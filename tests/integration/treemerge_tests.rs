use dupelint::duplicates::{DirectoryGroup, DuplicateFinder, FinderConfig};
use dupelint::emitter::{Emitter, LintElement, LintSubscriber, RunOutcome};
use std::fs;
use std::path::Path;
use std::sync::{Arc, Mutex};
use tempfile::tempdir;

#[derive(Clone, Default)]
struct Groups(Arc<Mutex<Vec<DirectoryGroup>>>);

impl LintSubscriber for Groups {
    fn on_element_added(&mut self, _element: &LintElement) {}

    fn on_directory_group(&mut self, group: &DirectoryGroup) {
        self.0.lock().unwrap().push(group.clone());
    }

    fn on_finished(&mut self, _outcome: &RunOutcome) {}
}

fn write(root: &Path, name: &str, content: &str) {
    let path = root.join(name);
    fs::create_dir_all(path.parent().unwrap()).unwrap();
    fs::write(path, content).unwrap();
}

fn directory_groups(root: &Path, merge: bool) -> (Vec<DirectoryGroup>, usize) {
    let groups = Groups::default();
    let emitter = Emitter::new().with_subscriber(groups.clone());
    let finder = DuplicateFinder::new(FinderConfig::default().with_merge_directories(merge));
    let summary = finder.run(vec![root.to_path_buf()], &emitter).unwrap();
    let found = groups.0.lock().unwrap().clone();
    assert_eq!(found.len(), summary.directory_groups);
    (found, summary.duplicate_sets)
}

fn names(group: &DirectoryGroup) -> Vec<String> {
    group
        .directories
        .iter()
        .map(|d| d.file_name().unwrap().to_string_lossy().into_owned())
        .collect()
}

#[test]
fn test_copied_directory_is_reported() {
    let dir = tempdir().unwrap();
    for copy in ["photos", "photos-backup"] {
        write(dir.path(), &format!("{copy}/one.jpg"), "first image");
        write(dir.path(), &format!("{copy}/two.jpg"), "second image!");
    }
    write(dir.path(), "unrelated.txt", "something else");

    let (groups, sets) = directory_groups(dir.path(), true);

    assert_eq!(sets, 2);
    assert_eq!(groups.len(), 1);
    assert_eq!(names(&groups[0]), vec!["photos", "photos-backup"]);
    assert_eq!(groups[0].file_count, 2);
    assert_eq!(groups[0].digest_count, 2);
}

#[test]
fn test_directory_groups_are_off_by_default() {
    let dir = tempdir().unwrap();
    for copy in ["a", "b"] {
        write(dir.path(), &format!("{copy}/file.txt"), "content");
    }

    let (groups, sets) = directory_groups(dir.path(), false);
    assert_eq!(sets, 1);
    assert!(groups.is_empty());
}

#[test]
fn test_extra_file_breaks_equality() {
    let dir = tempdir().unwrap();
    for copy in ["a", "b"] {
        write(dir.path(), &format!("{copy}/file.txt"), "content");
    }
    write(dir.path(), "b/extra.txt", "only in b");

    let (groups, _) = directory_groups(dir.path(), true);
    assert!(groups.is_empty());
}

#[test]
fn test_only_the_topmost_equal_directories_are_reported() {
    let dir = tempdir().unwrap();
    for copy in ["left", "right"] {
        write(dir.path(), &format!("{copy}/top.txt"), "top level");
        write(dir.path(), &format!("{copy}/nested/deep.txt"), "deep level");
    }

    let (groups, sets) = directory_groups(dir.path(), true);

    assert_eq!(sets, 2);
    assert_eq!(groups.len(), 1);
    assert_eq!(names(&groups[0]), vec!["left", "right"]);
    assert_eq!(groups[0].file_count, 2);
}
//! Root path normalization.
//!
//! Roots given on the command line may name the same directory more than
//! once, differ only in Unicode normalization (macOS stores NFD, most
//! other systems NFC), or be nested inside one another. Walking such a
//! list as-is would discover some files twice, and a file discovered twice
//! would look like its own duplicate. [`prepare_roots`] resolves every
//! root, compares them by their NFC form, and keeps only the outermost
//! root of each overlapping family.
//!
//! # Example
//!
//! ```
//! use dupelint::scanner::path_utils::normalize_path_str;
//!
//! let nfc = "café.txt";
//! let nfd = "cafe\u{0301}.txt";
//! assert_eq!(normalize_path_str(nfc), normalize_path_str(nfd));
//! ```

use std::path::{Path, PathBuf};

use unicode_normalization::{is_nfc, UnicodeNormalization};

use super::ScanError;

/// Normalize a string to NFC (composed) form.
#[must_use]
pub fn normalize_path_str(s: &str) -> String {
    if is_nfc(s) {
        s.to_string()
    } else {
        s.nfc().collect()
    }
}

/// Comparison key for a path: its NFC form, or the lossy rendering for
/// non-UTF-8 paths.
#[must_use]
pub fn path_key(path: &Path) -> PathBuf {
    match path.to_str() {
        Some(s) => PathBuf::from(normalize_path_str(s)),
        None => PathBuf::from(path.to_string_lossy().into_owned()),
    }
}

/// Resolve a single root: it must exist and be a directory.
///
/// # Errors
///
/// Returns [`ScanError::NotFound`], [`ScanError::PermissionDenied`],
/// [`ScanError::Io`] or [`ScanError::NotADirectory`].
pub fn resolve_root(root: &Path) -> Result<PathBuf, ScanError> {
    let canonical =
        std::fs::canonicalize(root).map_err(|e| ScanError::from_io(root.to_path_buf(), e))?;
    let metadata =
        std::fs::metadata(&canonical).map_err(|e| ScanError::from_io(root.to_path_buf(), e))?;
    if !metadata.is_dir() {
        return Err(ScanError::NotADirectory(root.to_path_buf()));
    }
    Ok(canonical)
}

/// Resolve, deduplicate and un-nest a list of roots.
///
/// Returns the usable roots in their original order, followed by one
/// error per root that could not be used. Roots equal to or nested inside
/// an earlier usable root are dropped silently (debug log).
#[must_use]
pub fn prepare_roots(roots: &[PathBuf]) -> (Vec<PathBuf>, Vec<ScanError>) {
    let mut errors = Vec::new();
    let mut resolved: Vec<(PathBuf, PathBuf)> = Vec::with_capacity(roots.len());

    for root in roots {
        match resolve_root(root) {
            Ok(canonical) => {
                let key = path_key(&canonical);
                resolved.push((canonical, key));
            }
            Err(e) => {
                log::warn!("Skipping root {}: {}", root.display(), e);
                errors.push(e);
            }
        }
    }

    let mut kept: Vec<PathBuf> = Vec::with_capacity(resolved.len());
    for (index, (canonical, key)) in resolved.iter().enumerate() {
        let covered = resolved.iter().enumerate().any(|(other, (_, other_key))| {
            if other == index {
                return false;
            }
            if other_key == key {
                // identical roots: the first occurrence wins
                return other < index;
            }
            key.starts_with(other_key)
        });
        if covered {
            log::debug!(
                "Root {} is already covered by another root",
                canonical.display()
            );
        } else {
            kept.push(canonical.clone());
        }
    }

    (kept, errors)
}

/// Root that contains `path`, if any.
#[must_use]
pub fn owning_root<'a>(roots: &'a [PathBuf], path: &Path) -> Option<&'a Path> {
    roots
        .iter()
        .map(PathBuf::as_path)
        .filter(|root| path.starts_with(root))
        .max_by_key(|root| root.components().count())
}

--

• Your task: The answer must be every line of the data that holds the word "false".

• Task result:
    let (groups, sets) = directory_groups(dir.path(), false);
                return false;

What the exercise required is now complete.